Even though it is a few months ago now, there was a major event going on between the Palestinians and Israelis.
As you can guess, Turkey, being that it is somewhere between 95-99% Muslim, was on the side of the Palestinians.
We had no idea, when we were returning from Nate’s house, that we’d drive right by the Israeli Embassy.
All we knew was that we were stuck in major traffic for about 20 minutes or so.
As we got closer to the embassy, we realized that the flags were Palestinian and the people were chanting slogans, which we couldn’t understand, but we got the idea.
There was no violence or discord, other than people speaking their minds, and I can only imagine what these people think about the situation in the Middle East.
I can only imagine it is very different than most people in the USA, and definitely different from people in China.
The one exception might be in Xinjiang, which is the Uyghur and Muslim region of China.
Our ex-roommate, Gulzar, was from Xinjiang and told us a lot about what is happening to her people, her culture, and her religion and it is sad.
I’ve always disliked when people are subjected to a rule of another country and what this means for the indigenous culture, and this means even in the USA where the native people have been subjected to reservations and their culture being taken from them, and I’m always interested in how people respond to this dilemma.

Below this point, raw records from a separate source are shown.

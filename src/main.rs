use std::{net::SocketAddr, sync::Arc};
use study_plan::{load_store, router, AppState, Config, StudyPlan};
use tokio::fs;
use tracing::info;
use tracing_subscriber::{fmt, EnvFilter};

#[tokio::main]
async fn main() -> Result<(), Box<dyn std::error::Error>> {
    fmt()
        .with_env_filter(EnvFilter::from_default_env().add_directive("info".parse()?))
        .init();

    let config = Config::from_env()?;

    let plan = match &config.plan_path {
        Some(path) => {
            info!("loading study plan from {}", path.display());
            StudyPlan::load(path)?
        }
        None => StudyPlan::default_plan(),
    };
    let plan = Arc::new(plan);

    if let Some(parent) = config.data_path.parent() {
        fs::create_dir_all(parent).await?;
    }

    let store = load_store(&config.data_path, plan).await;
    let chat = config.chat_client();
    if chat.is_none() {
        info!("chat API not configured; the assistant will answer with an apology");
    }

    let state = AppState::new(
        config.data_path.clone(),
        store,
        config.edition.features(),
        chat,
    );
    let app = router(state);

    let addr = SocketAddr::from(([0, 0, 0, 0], config.port));
    info!(
        "listening on http://{addr} (edition: {}, data: {})",
        config.edition.as_str(),
        config.data_path.display()
    );
    let listener = tokio::net::TcpListener::bind(addr).await?;
    axum::serve(listener, app).await?;

    Ok(())
}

I’ve often joined protests in my home country of the USA and feel that the freedom of speech is incredibly important and sacred. Even if I disagree with what you want to say.
We didn’t get out of the cab, since we don’t speak Turkish, even though I would have loved to been a fly on the wall to this whole demonstration and to have seen how it ended.
I’m guessing, from what I could see, it was peaceful and quite reasonable.
Also, I’m not giving any political statements or opinions here.
Just showing a slice of life in another part of the world that most people probably don’t see.